• **Task brief**
Output, word for word, every line from the start of the listing down to and including the line that contains "use serde_json::json;"; include nothing else.

• **Records for this task**
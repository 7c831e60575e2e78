use crate::api::parse_object_id;
use crate::auth::AuthenticatedUser;
use crate::entities::{NewVideo, SortDirection, VideoListFilter, VideoSortKey, VideoUpdate};
use crate::error::ApiError;
use crate::models::{
    OwnerSummary, PublishVideoRequest, TogglePublishResponse, UpdateVideoRequest,
    VideoDetailResponse, VideoListItem, VideoResponse,
};
use crate::services::social_graph;
use crate::stores::Stores;
use actix_web::{web, HttpResponse};
use serde::Deserialize;
use serde_json::json;

#[derive(Deserialize, utoipa::ToSchema)]
pub struct VideoListQuery {
    #[schema(example = 1)]
    pub page: Option<u64>,
    #[schema(example = 10)]
    pub limit: Option<u64>,
    /// Case-insensitive search over title and description.
    pub query: Option<String>,
    /// One of `views`, `created_at`, `duration`.
    pub sort_by: Option<String>,
    /// `asc` or `desc`.
    pub sort_type: Option<String>,
    /// Restrict to a single owner.
    pub user_id: Option<String>,
}

fn parse_sort(query: &VideoListQuery) -> Result<(VideoSortKey, SortDirection), ApiError> {
    let key = match query.sort_by.as_deref() {
        None => VideoSortKey::CreatedAt,
        Some("views") => VideoSortKey::Views,
        Some("created_at") => VideoSortKey::CreatedAt,
        Some("duration") => VideoSortKey::Duration,
        Some(other) => {
            return Err(ApiError::validation(format!("unknown sort key: {other}")));
        }
    };
    let direction = match query.sort_type.as_deref() {
        None | Some("desc") => SortDirection::Desc,
        Some("asc") => SortDirection::Asc,
        Some(other) => {
            return Err(ApiError::validation(format!("unknown sort order: {other}")));
        }
    };
    Ok((key, direction))
}

#[utoipa::path(
    get,
    path = "/api/v1/videos",
    params(
        ("page" = Option<u64>, Query, description = "Page number (default: 1)"),
        ("limit" = Option<u64>, Query, description = "Items per page (default: 10)"),
        ("query" = Option<String>, Query, description = "Search in title/description"),
        ("sort_by" = Option<String>, Query, description = "views | created_at | duration"),
        ("sort_type" = Option<String>, Query, description = "asc | desc (default: desc)"),
        ("user_id" = Option<String>, Query, description = "Filter by owner id")
    ),
    responses(
        (status = 200, description = "Published videos", body = Vec<VideoListItem>),
        (status = 400, description = "Malformed query")
    ),
    tag = "videos"
)]
pub async fn list_videos(
    query: web::Query<VideoListQuery>,
    stores: web::Data<Stores>,
) -> Result<HttpResponse, ApiError> {
    let (sort_key, direction) = parse_sort(&query)?;
    let owner = match &query.user_id {
        Some(raw) => Some(parse_object_id(raw, "user id")?),
        None => None,
    };
    let filter = VideoListFilter {
        owner,
        search: query.query.clone(),
        sort_key,
        direction,
        page: query.page.unwrap_or(1),
        limit: query.limit.unwrap_or(10),
    };

    let videos = stores.content.list_videos(filter).await?;

    let mut items = Vec::with_capacity(videos.len());
    for video in videos {
        // Skip rows whose owner record has vanished.
        let Some(owner) = stores.identity.find_by_id(video.owner).await? else {
            continue;
        };
        items.push(VideoListItem {
            id: video.id.to_hex(),
            video_file: video.video_file,
            thumbnail: video.thumbnail,
            title: video.title,
            description: video.description,
            duration: video.duration,
            views: video.views,
            created_at: video.created_at,
            owner: OwnerSummary {
                id: owner.id.to_hex(),
                username: owner.username,
                avatar: owner.avatar,
            },
        });
    }

    Ok(HttpResponse::Ok().json(items))
}

#[utoipa::path(
    post,
    path = "/api/v1/videos",
    request_body = PublishVideoRequest,
    responses(
        (status = 201, description = "Video registered (unpublished)", body = VideoResponse),
        (status = 400, description = "Missing field"),
        (status = 401, description = "Unauthorized")
    ),
    security(("bearer_auth" = [])),
    tag = "videos"
)]
pub async fn publish_video(
    req: web::Json<PublishVideoRequest>,
    user: AuthenticatedUser,
    stores: web::Data<Stores>,
) -> Result<HttpResponse, ApiError> {
    let req = req.into_inner();
    if req.title.trim().is_empty() || req.description.trim().is_empty() {
        return Err(ApiError::validation("title and description are required"));
    }
    if req.video_file.trim().is_empty() || req.thumbnail.trim().is_empty() {
        return Err(ApiError::validation("video file and thumbnail are required"));
    }
    if req.duration <= 0.0 {
        return Err(ApiError::validation("duration must be positive"));
    }

    let video = stores
        .content
        .create_video(NewVideo {
            owner: user.user_id,
            video_file: req.video_file,
            thumbnail: req.thumbnail,
            title: req.title,
            description: req.description,
            duration: req.duration,
        })
        .await?;

    Ok(HttpResponse::Created().json(VideoResponse::from(video)))
}

#[utoipa::path(
    get,
    path = "/api/v1/videos/{video_id}",
    params(
        ("video_id" = String, Path, description = "Video ID")
    ),
    responses(
        (status = 200, description = "Video detail; counts the view and records watch history", body = VideoDetailResponse),
        (status = 400, description = "Malformed id"),
        (status = 401, description = "Unauthorized"),
        (status = 404, description = "Video not found")
    ),
    security(("bearer_auth" = [])),
    tag = "videos"
)]
pub async fn get_video(
    path: web::Path<String>,
    user: AuthenticatedUser,
    stores: web::Data<Stores>,
) -> Result<HttpResponse, ApiError> {
    let video_id = parse_object_id(&path.into_inner(), "video id")?;
    let detail = social_graph::video_detail(&stores, video_id, user.user_id).await?;
    Ok(HttpResponse::Ok().json(detail))
}

#[utoipa::path(
    patch,
    path = "/api/v1/videos/{video_id}",
    request_body = UpdateVideoRequest,
    params(
        ("video_id" = String, Path, description = "Video ID")
    ),
    responses(
        (status = 200, description = "Video updated", body = VideoResponse),
        (status = 403, description = "Not the owner"),
        (status = 404, description = "Video not found")
    ),
    security(("bearer_auth" = [])),
    tag = "videos"
)]
pub async fn update_video(
    path: web::Path<String>,
    req: web::Json<UpdateVideoRequest>,
    user: AuthenticatedUser,
    stores: web::Data<Stores>,
) -> Result<HttpResponse, ApiError> {
    let video_id = parse_object_id(&path.into_inner(), "video id")?;
    let req = req.into_inner();
    if req.title.trim().is_empty() || req.description.trim().is_empty() {
        return Err(ApiError::validation("title and description are required"));
    }

    let video = stores
        .content
        .find_video(video_id)
        .await?
        .ok_or_else(|| ApiError::not_found("video not found"))?;
    if video.owner != user.user_id {
        return Err(ApiError::forbidden("only the owner can edit this video"));
    }

    let updated = stores
        .content
        .update_video(
            video_id,
            VideoUpdate {
                title: req.title,
                description: req.description,
                thumbnail: req.thumbnail,
            },
        )
        .await?;

    Ok(HttpResponse::Ok().json(VideoResponse::from(updated)))
}

#[utoipa::path(
    delete,
    path = "/api/v1/videos/{video_id}",
    params(
        ("video_id" = String, Path, description = "Video ID")
    ),
    responses(
        (status = 200, description = "Video and its likes/comments deleted"),
        (status = 403, description = "Not the owner"),
        (status = 404, description = "Video not found")
    ),
    security(("bearer_auth" = [])),
    tag = "videos"
)]
pub async fn delete_video(
    path: web::Path<String>,
    user: AuthenticatedUser,
    stores: web::Data<Stores>,
) -> Result<HttpResponse, ApiError> {
    let video_id = parse_object_id(&path.into_inner(), "video id")?;

    let video = stores
        .content
        .find_video(video_id)
        .await?
        .ok_or_else(|| ApiError::not_found("video not found"))?;
    if video.owner != user.user_id {
        return Err(ApiError::forbidden("only the owner can delete this video"));
    }

    stores.content.delete_video(video_id).await?;
    Ok(HttpResponse::Ok().json(json!({"message": "video deleted"})))
}

#[utoipa::path(
    patch,
    path = "/api/v1/videos/toggle/publish/{video_id}",
    params(
        ("video_id" = String, Path, description = "Video ID")
    ),
    responses(
        (status = 200, description = "Publish flag flipped", body = TogglePublishResponse),
        (status = 403, description = "Not the owner"),
        (status = 404, description = "Video not found")
    ),
    security(("bearer_auth" = [])),
    tag = "videos"
)]
pub async fn toggle_publish(
    path: web::Path<String>,
    user: AuthenticatedUser,
    stores: web::Data<Stores>,
) -> Result<HttpResponse, ApiError> {
    let video_id = parse_object_id(&path.into_inner(), "video id")?;

    let video = stores
        .content
        .find_video(video_id)
        .await?
        .ok_or_else(|| ApiError::not_found("video not found"))?;
    if video.owner != user.user_id {
        return Err(ApiError::forbidden(
            "only the owner can toggle the publish status",
        ));
    }

    let updated = stores
        .content
        .set_published(video_id, !video.is_published)
        .await?;

    Ok(HttpResponse::Ok().json(TogglePublishResponse {
        is_published: updated.is_published,
    }))
}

• **Reply to the exercise**
repository 7c831e60575e2e78
use crate::api::parse_object_id;
use crate::auth::AuthenticatedUser;
use crate::entities::{NewVideo, SortDirection, VideoListFilter, VideoSortKey, VideoUpdate};
use crate::error::ApiError;
use crate::models::{
    OwnerSummary, PublishVideoRequest, TogglePublishResponse, UpdateVideoRequest,
    VideoDetailResponse, VideoListItem, VideoResponse,
};
use crate::services::social_graph;
use crate::stores::Stores;
use actix_web::{web, HttpResponse};
use serde::Deserialize;
use serde_json::json;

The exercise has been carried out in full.